一个好的 API 设计应该提供好的交互体验,让用户可以不用文档,仅凭直觉加上接口的反馈信息就能搞懂接口的使用方法。

Catch user errors early and anticipate common mistakes. Do user input validation as soon as possible. Actively keep track of common mistakes that people make, and either solve them by simplifying your API, adding targeted error messages for these mistakes, or having a “solutions to common issues” page in your docs.

尽早捕获用户的错误并抛出,比如尽早对用户的输入做验证。对常见错误提供友好的错误信息,在文档中提供常见错误的解决方法,或者可以简化 API 让用户不会再犯这些错误。

Have a place where users can ask questions. How else are you going to keep track of existing pain points you need to fix?

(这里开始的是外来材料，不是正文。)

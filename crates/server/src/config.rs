use std::path::Path;

use anyhow::Context;
use config::{Config, Environment, File};
use serde::Deserialize;

pub const DEFAULT_CONFIG_FILE: &str = "academy.toml";

#[derive(Debug, Clone, Deserialize)]
pub struct Settings {
    pub server_bind: String,
    pub database_url: String,
    pub max_body_bytes: usize,
    pub log_filter: String,
}

impl Default for Settings {
    fn default() -> Self {
        Self {
            server_bind: "127.0.0.1:8080".into(),
            database_url: "sqlite://./data/academy.db".into(),
            max_body_bytes: 64 * 1024,
            log_filter: "info".into(),
        }
    }
}

/// Defaults, then `academy.toml` in the working directory when present, then
/// `APP__*` environment variables.
pub fn load_settings() -> anyhow::Result<Settings> {
    load_settings_from(Path::new(DEFAULT_CONFIG_FILE))
}

pub fn load_settings_from(path: &Path) -> anyhow::Result<Settings> {
    let defaults = Settings::default();
    let settings: Settings = Config::builder()
        .set_default("server_bind", defaults.server_bind)?
        .set_default("database_url", defaults.database_url)?
        .set_default("max_body_bytes", defaults.max_body_bytes as u64)?
        .set_default("log_filter", defaults.log_filter)?
        .add_source(File::from(path).required(false))
        .add_source(Environment::with_prefix("APP").separator("__"))
        .build()
        .with_context(|| format!("failed to read settings from '{}'", path.display()))?
        .try_deserialize()
        .context("invalid server settings")?;

    if settings.server_bind.trim().is_empty() {
        anyhow::bail!("server_bind cannot be empty");
    }
    Ok(settings)
}

#[cfg(test)]
#[path = "tests/config_tests.rs"]
mod tests;
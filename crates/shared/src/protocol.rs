use serde::{Deserialize, Serialize};

use crate::domain::{Difficulty, ItemId, LengthCategory};

pub const TUTORIALS_ROUTE: &str = "/tutorials";

/// Body of `POST /tutorials`.
#[derive(Debug, Clone, Default, Serialize, Deserialize)]
#[serde(rename_all = "camelCase")]
pub struct NewCatalogItem {
    #[serde(default, alias = "_id", skip_serializing_if = "Option::is_none")]
    pub id: Option<ItemId>,
    pub title: String,
    #[serde(default)]
    pub description: String,
    #[serde(default, skip_serializing_if = "Option::is_none")]
    pub topic: Option<String>,
    #[serde(default, skip_serializing_if = "Option::is_none")]
    pub difficulty: Option<Difficulty>,
    #[serde(default, skip_serializing_if = "Option::is_none")]
    pub length_category: Option<LengthCategory>,
    #[serde(default, skip_serializing_if = "Option::is_none")]
    pub thumbnail: Option<String>,
}

/// Optional query of `GET /tutorials`. Category values are comma separated.
#[derive(Debug, Clone, Default, Serialize, Deserialize)]
pub struct CatalogQuery {
    #[serde(default, skip_serializing_if = "Option::is_none")]
    pub search: Option<String>,
    #[serde(default, skip_serializing_if = "Option::is_none")]
    pub topic: Option<String>,
    #[serde(default, skip_serializing_if = "Option::is_none")]
    pub difficulty: Option<String>,
    #[serde(default, skip_serializing_if = "Option::is_none")]
    pub length: Option<String>,
}

impl CatalogQuery {
    pub fn is_empty(&self) -> bool {
        [&self.search, &self.topic, &self.difficulty, &self.length]
            .iter()
            .all(|v| v.as_deref().map_or(true, |s| s.trim().is_empty()))
    }
}

/// Splits a comma separated query value, dropping blanks.
pub fn split_list(raw: &str) -> impl Iterator<Item = &str> {
    raw.split(',').map(str::trim).filter(|v| !v.is_empty())
}
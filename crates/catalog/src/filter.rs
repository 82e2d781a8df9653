use std::collections::{BTreeSet, HashSet};

use shared::domain::CatalogItem;

use crate::state::FilterState;

/// Items passing every active predicate, in their original order.
pub fn visible<'a>(items: &'a [CatalogItem], state: &FilterState) -> Vec<&'a CatalogItem> {
    let needle = state.search_term.to_lowercase();
    items
        .iter()
        .filter(|item| passes(item, state, &needle))
        .collect()
}

/// Single-item form of [`visible`].
pub fn matches(item: &CatalogItem, state: &FilterState) -> bool {
    passes(item, state, &state.search_term.to_lowercase())
}

fn passes(item: &CatalogItem, state: &FilterState, needle: &str) -> bool {
    matches_search(item, needle)
        && in_selection(&state.topic, item.topic.as_deref())
        && in_selection(&state.difficulty, item.difficulty.map(|d| d.as_str()))
        && in_selection(&state.length, item.length_category.map(|l| l.as_str()))
}

fn matches_search(item: &CatalogItem, needle: &str) -> bool {
    needle.is_empty()
        || item.title.to_lowercase().contains(needle)
        || item.description.to_lowercase().contains(needle)
}

fn in_selection(selected: &BTreeSet<String>, value: Option<&str>) -> bool {
    selected.is_empty() || selected.contains(value.unwrap_or_default())
}

/// Distinct non-empty topics in first-seen order, for rendering topic
/// toggles.
pub fn topic_options(items: &[CatalogItem]) -> Vec<&str> {
    let mut seen = HashSet::new();
    items
        .iter()
        .filter_map(|item| item.topic.as_deref())
        .filter(|topic| !topic.is_empty() && seen.insert(*topic))
        .collect()
}
use anyhow::Result;
use catalog::{CatalogStore, FilterAction, FilterField};
use clap::Parser;
use client_core::{CatalogSource, CatalogView, HttpCatalogSource};
use shared::domain::CatalogItem;
use tokio::io::{AsyncBufReadExt, BufReader};
use tracing_subscriber::EnvFilter;

mod commands;

const NO_RESULTS: &str = "No tutorials match your filters.";

use commands::{parse_command, BrowserCommand, HELP};

/// Browse the academy tutorial catalog.
#[derive(Parser, Debug)]
struct Args {
    #[arg(long, env = "ACADEMY_SERVER_URL", default_value = "http://127.0.0.1:8080")]
    server_url: String,
    /// Case-insensitive text matched against title and description.
    #[arg(long)]
    search: Option<String>,
    #[arg(long)]
    topic: Vec<String>,
    #[arg(long)]
    difficulty: Vec<String>,
    #[arg(long)]
    length: Vec<String>,
    /// Keep a prompt open to change filters after the first listing.
    #[arg(long, short)]
    interactive: bool,
}

#[tokio::main]
async fn main() -> Result<()> {
    tracing_subscriber::fmt()
        .with_env_filter(
            EnvFilter::try_from_default_env().unwrap_or_else(|_| EnvFilter::new("warn")),
        )
        .with_writer(std::io::stderr)
        .init();
    let args = Args::parse();

    let source = HttpCatalogSource::new(&args.server_url)?;
    let mut view = CatalogView::new(source);
    view.mount().await;

    for action in initial_actions(&args) {
        view.dispatch(action);
    }
    render(&view);

    if args.interactive {
        run_prompt(&mut view).await?;
    }
    Ok(())
}

fn initial_actions(args: &Args) -> Vec<FilterAction> {
    let mut actions = Vec::new();
    if let Some(search) = &args.search {
        actions.push(FilterAction::SetSearchTerm(search.clone()));
    }
    let categories = [
        (FilterField::Topic, &args.topic),
        (FilterField::Difficulty, &args.difficulty),
        (FilterField::Length, &args.length),
    ];
    for (field, values) in categories {
        let mut seen = Vec::new();
        for value in values {
            if !seen.contains(value) {
                seen.push(value.clone());
                actions.push(FilterAction::Toggle {
                    field,
                    value: value.clone(),
                });
            }
        }
    }
    actions
}

async fn run_prompt<S: CatalogSource>(view: &mut CatalogView<S>) -> Result<()> {
    println!("{HELP}");
    let mut lines = BufReader::new(tokio::io::stdin()).lines();
    while let Some(line) = lines.next_line().await? {
        match parse_command(&line) {
            Ok(BrowserCommand::Filter(action)) => {
                view.dispatch(action);
                render(view);
            }
            Ok(BrowserCommand::List) => render(view),
            Ok(BrowserCommand::Options) => render_options(view),
            Ok(BrowserCommand::Help) => println!("{HELP}"),
            Ok(BrowserCommand::Quit) => break,
            Err(error) => eprintln!("{error}"),
        }
    }
    Ok(())
}

fn render<S: CatalogSource>(view: &CatalogView<S>) {
    print!("{}", render_listing(view.store()));
}

/// The active filters line (when any) followed by one row per visible
/// tutorial, or the no-results message.
fn render_listing(store: &CatalogStore) -> String {
    let mut out = String::new();
    let state = store.state();
    if !state.is_empty() {
        let mut active = Vec::new();
        if !state.search_term.is_empty() {
            active.push(format!("search=\"{}\"", state.search_term));
        }
        for field in FilterField::ALL {
            let selected = state.selections(field);
            if !selected.is_empty() {
                let values: Vec<&str> = selected.iter().map(String::as_str).collect();
                active.push(format!("{field}={}", values.join("|")));
            }
        }
        out.push_str(&format!("filters: {}\n", active.join(" ")));
    }

    if store.is_empty_result() {
        out.push_str(NO_RESULTS);
        out.push('\n');
        return out;
    }
    for item in store.visible() {
        out.push_str(&format_row(item));
        out.push('\n');
    }
    out
}

fn render_options<S: CatalogSource>(view: &CatalogView<S>) {
    println!("topic: {}", view.store().topic_options().join(", "));
    for field in [FilterField::Difficulty, FilterField::Length] {
        if let Some(options) = field.fixed_options() {
            println!("{field}: {}", options.join(", "));
        }
    }
}

fn format_row(item: &CatalogItem) -> String {
    let label = |value: Option<&str>| value.unwrap_or("-").to_string();
    format!(
        "{:<28} {:<14} {:<13} {:<7} {}",
        item.title,
        label(item.topic.as_deref()),
        label(item.difficulty.map(|d| d.as_str())),
        label(item.length_category.map(|l| l.as_str())),
        item.id,
    )
}
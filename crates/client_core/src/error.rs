use reqwest::StatusCode;
use shared::error::ApiError;
use thiserror::Error;

#[derive(Debug, Error)]
pub enum ClientError {
    #[error("invalid server url '{url}': {source}")]
    InvalidServerUrl {
        url: String,
        source: url::ParseError,
    },
    #[error("request to {url} failed: {source}")]
    Transport { url: String, source: reqwest::Error },
    #[error("server returned {status}: {message}")]
    Server {
        status: StatusCode,
        message: String,
        api_error: Option<ApiError>,
    },
    #[error("failed to decode response from {url}: {source}")]
    Decode { url: String, source: reqwest::Error },
}
use std::time::Duration;

use anyhow::Result;
use async_trait::async_trait;
use catalog::{CatalogStore, FilterAction};
use reqwest::Client;
use shared::{domain::CatalogItem, error::ApiError, protocol::TUTORIALS_ROUTE};
use tracing::info;
use url::Url;

pub mod error;

pub use error::ClientError;

const REQUEST_TIMEOUT: Duration = Duration::from_secs(15);

/// Where the catalog comes from. One call per view mount.
#[async_trait]
pub trait CatalogSource: Send + Sync {
    async fn fetch_items(&self) -> Result<Vec<CatalogItem>>;
}

/// Fetches the catalog from the academy HTTP API.
#[derive(Clone)]
pub struct HttpCatalogSource {
    http: Client,
    base_url: Url,
}

impl HttpCatalogSource {
    pub fn new(server_url: &str) -> Result<Self, ClientError> {
        let http = Client::builder()
            .timeout(REQUEST_TIMEOUT)
            .build()
            .map_err(|source| ClientError::Transport {
                url: server_url.to_string(),
                source,
            })?;
        Self::with_client(http, server_url)
    }

    pub fn with_client(http: Client, server_url: &str) -> Result<Self, ClientError> {
        let mut base_url =
            Url::parse(server_url).map_err(|source| ClientError::InvalidServerUrl {
                url: server_url.to_string(),
                source,
            })?;
        if !base_url.path().ends_with('/') {
            let path = format!("{}/", base_url.path());
            base_url.set_path(&path);
        }
        Ok(Self { http, base_url })
    }

    pub fn tutorials_url(&self) -> Result<Url, ClientError> {
        let relative = TUTORIALS_ROUTE.trim_start_matches('/');
        self.base_url
            .join(relative)
            .map_err(|source| ClientError::InvalidServerUrl {
                url: self.base_url.to_string(),
                source,
            })
    }

    pub async fn get_tutorials(&self) -> Result<Vec<CatalogItem>, ClientError> {
        let url = self.tutorials_url()?;
        let response = self
            .http
            .get(url.clone())
            .send()
            .await
            .map_err(|source| ClientError::Transport {
                url: url.to_string(),
                source,
            })?;

        let status = response.status();
        if !status.is_success() {
            let body = response
                .text()
                .await
                .map_err(|source| ClientError::Transport {
                    url: url.to_string(),
                    source,
                })?;
            let api_error = serde_json::from_str::<ApiError>(&body).ok();
            let message = api_error
                .as_ref()
                .map(|e| e.message.clone())
                .unwrap_or(body);
            return Err(ClientError::Server {
                status,
                message,
                api_error,
            });
        }

        response
            .json()
            .await
            .map_err(|source| ClientError::Decode {
                url: url.to_string(),
                source,
            })
    }
}

#[async_trait]
impl CatalogSource for HttpCatalogSource {
    async fn fetch_items(&self) -> Result<Vec<CatalogItem>> {
        Ok(self.get_tutorials().await?)
    }
}

/// The tutorials page: owns the catalog store and fetches once on mount.
pub struct CatalogView<S: CatalogSource> {
    source: S,
    store: CatalogStore,
    mounted: bool,
}

impl<S: CatalogSource> CatalogView<S> {
    pub fn new(source: S) -> Self {
        Self {
            source,
            store: CatalogStore::new(),
            mounted: false,
        }
    }

    /// Loads the catalog on the first call; later calls are no-ops. A
    /// failed fetch leaves the view with an empty catalog.
    pub async fn mount(&mut self) {
        if self.mounted {
            return;
        }
        self.mounted = true;
        self.store.begin_loading();
        let result = self.source.fetch_items().await;
        self.store.finish_loading(result);
        info!(items = self.store.items().len(), "tutorials view mounted");
    }

    pub fn is_mounted(&self) -> bool {
        self.mounted
    }

    pub fn dispatch(&mut self, action: FilterAction) {
        self.store.dispatch(action);
    }

    pub fn visible(&self) -> Vec<&CatalogItem> {
        self.store.visible()
    }

    pub fn store(&self) -> &CatalogStore {
        &self.store
    }
}

#[cfg(test)]
#[path = "tests/lib_tests.rs"]
mod tests;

提供一个地方让用户可以问问题。否则怎么发现那些需要解决的用户痛点问题呢。

Provide detailed feedback messages upon user error. A good error message should answer: what happened, in what context? What did the software expect? How can the user fix it? They should be contextual, informative, and actionable. Every error message that transparently provides the user with the solution to their problem means one less support ticket, multiplied by how many times users run into the same issue.

对于用户的错误提供详细的错误信息,一个好的错误信息应该包含以下几点:错误是在哪、在什么情况下抛出来的?正常情况下这里应该是什么?用户应该怎样 fix 这个错误。好的错误信息会大大降低用户提工单寻求支持的几率。

Conclusion

Always remember: software is for humans, not just for machines. Keep the user in mind at all times.

记住:程序并不只是写给机器去执行的,也是写给人去用的,所以写的时候想想那些用它的人,也设身处地的为他们考虑考虑。